Blinded by childhood fever but intimately familiar with the terrain of his village, Chen slipped from his guarded farmhouse in eastern China's Shandong province at night on April 22. He made his way through fields and forest, along roads and across a narrow river to meet the first of several supporters who helped bring him to Beijing and the embassy - his guards unaware for three days that he was gone.
In Washington, State Department spokesman Mark Toner disputed Chen's claim that he was left alone by the Americans at the hospital.
"There were U.S. officials in the building," the spokesman told reporters. "I believe some of his medical team was in fact with him at the hospital." He said U.S. officials would continue visiting Chen while he was there.
Chen's supporters in the U.S. called on Clinton to meet him directly, and one of them, Republican Rep. Christopher Smith of New Jersey, said it appeared the resettlement agreement "seems to have been done under significant duress."
"If ever there was a test of the U.S. commitment to human rights, it should have been at that moment, potentially sending him back to a very real threat," he said.
But no one appeared to know precisely what to make of Chen's change of heart. He had welcomed a deal that let him stay in China and work for change, telling his lawyer Li Jinsong on the way to the hospital, "I'm free, I've received clear assurances," according to Li.
Toner said three U.S. officials heard Chen tell Clinton in broken English on the phone that he wanted to kiss her in gratitude. Chen told the AP that he actually told Clinton, "I want to see you now."
Nor is it clear how the U.S. could be party to an agreement on Chen's safety inside China when it has no power to enforce the conditions of his life there.
Ai Xiaoming, a documentary filmmaker and activist, said the Chinese government fails to ensure people's rights, so the best solution would be for Chen and his family to go to America.
"In the first place, Chen Guangcheng should not have to ask a foreign country to protect his rights," Ai said. "His rights should be protected by his own country, through the constitution. But it is obvious that this cannot be done."
State Department spokeswoman Victoria Nuland said no U.S. official said anything to Chen about physical or legal threats to his wife and children. Nor did the Chinese relay any such threats to American diplomats, she said.

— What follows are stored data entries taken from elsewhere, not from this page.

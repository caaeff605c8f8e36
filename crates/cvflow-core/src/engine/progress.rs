/// Events emitted while a trajectory is driven through the graph.
#[derive(Debug, Clone, PartialEq)]
pub enum Progress {
    RunStart { frames: u64 },
    StepFinished { step: u64, bias: f64 },
    RunFinish,

    Message(String),
}

pub type ProgressCallback<'a> = Box<dyn Fn(Progress) + Send + Sync + 'a>;

#[derive(Default)]
pub struct ProgressReporter<'a> {
    callback: Option<ProgressCallback<'a>>,
}

impl<'a> ProgressReporter<'a> {
    pub fn new() -> Self {
        Self::default()
    }

    pub fn with_callback(callback: ProgressCallback<'a>) -> Self {
        Self {
            callback: Some(callback),
        }
    }

    #[inline]
    pub fn report(&self, event: Progress) {
        if let Some(cb) = &self.callback {
            cb(event);
        }
    }
}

She did confirm that if he did not leave the embassy the Chinese intended to return his family to their home province of Shandong, where they had been detained and beaten by local officials, and that they would lose any chance of being reunited.
"At every opportunity, he expressed his desire to stay in China, reunify with his family, continue his education and work for reform in his country," Nuland said. "All our diplomacy was directed at putting him in the best possible position to achieve his objectives."
Jerome Cohen, a New York University law professor who is advising Chen at the State Department's request, said there was never any explicit discussion of a threat against Chen's wife.
"There was no indication in four or five hours of talks that he knew of any threat to her life," Cohen said.
Senior U.S. officials, speaking on condition of anonymity to discuss the intense negotiations that led to Chen leaving the embassy, said the U.S. helped Chen get into the embassy because he injured his leg escaping from his village. In the embassy, Chen did not request safe passage out of China or asylum in the U.S., the officials said.
U.S. officials said the deal called for Chen to settle outside his home province of Shandong and have several university options to choose from. They also said the Chinese government had promised to treat Chen "like any other student in China" and to investigate allegations of abuse against him and his family by local authorities.
Clinton said the U.S. would monitor China's assurances. "Making these commitments a reality is the next crucial task," she said.